━━━ Supplied material

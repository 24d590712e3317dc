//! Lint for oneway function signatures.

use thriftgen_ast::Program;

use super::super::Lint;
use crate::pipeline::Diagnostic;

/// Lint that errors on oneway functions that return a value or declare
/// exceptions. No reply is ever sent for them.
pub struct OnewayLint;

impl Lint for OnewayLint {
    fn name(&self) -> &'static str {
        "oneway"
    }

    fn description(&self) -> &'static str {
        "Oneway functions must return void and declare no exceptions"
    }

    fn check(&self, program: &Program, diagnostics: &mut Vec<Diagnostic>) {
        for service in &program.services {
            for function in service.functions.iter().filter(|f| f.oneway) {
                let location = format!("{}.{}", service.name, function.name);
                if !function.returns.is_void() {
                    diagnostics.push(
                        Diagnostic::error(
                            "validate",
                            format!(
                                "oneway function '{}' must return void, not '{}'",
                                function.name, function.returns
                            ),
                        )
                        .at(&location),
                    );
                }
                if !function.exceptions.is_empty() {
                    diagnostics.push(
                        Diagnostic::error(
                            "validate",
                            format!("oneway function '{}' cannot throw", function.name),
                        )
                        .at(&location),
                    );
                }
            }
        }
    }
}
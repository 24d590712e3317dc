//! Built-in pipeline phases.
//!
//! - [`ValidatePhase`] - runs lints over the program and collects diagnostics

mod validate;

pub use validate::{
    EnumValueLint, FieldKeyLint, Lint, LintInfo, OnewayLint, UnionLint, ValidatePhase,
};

━━━━━━

Task statement: Starting at the line that has "oneway function signatures." and ending at the line that has "sent for them.", please write out the lines above exactly, leaving out all others.

Response to the task:
//! Lint for oneway function signatures.

use thriftgen_ast::Program;

use super::super::Lint;
use crate::pipeline::Diagnostic;

/// Lint that errors on oneway functions that return a value or declare
/// exceptions. No reply is ever sent for them.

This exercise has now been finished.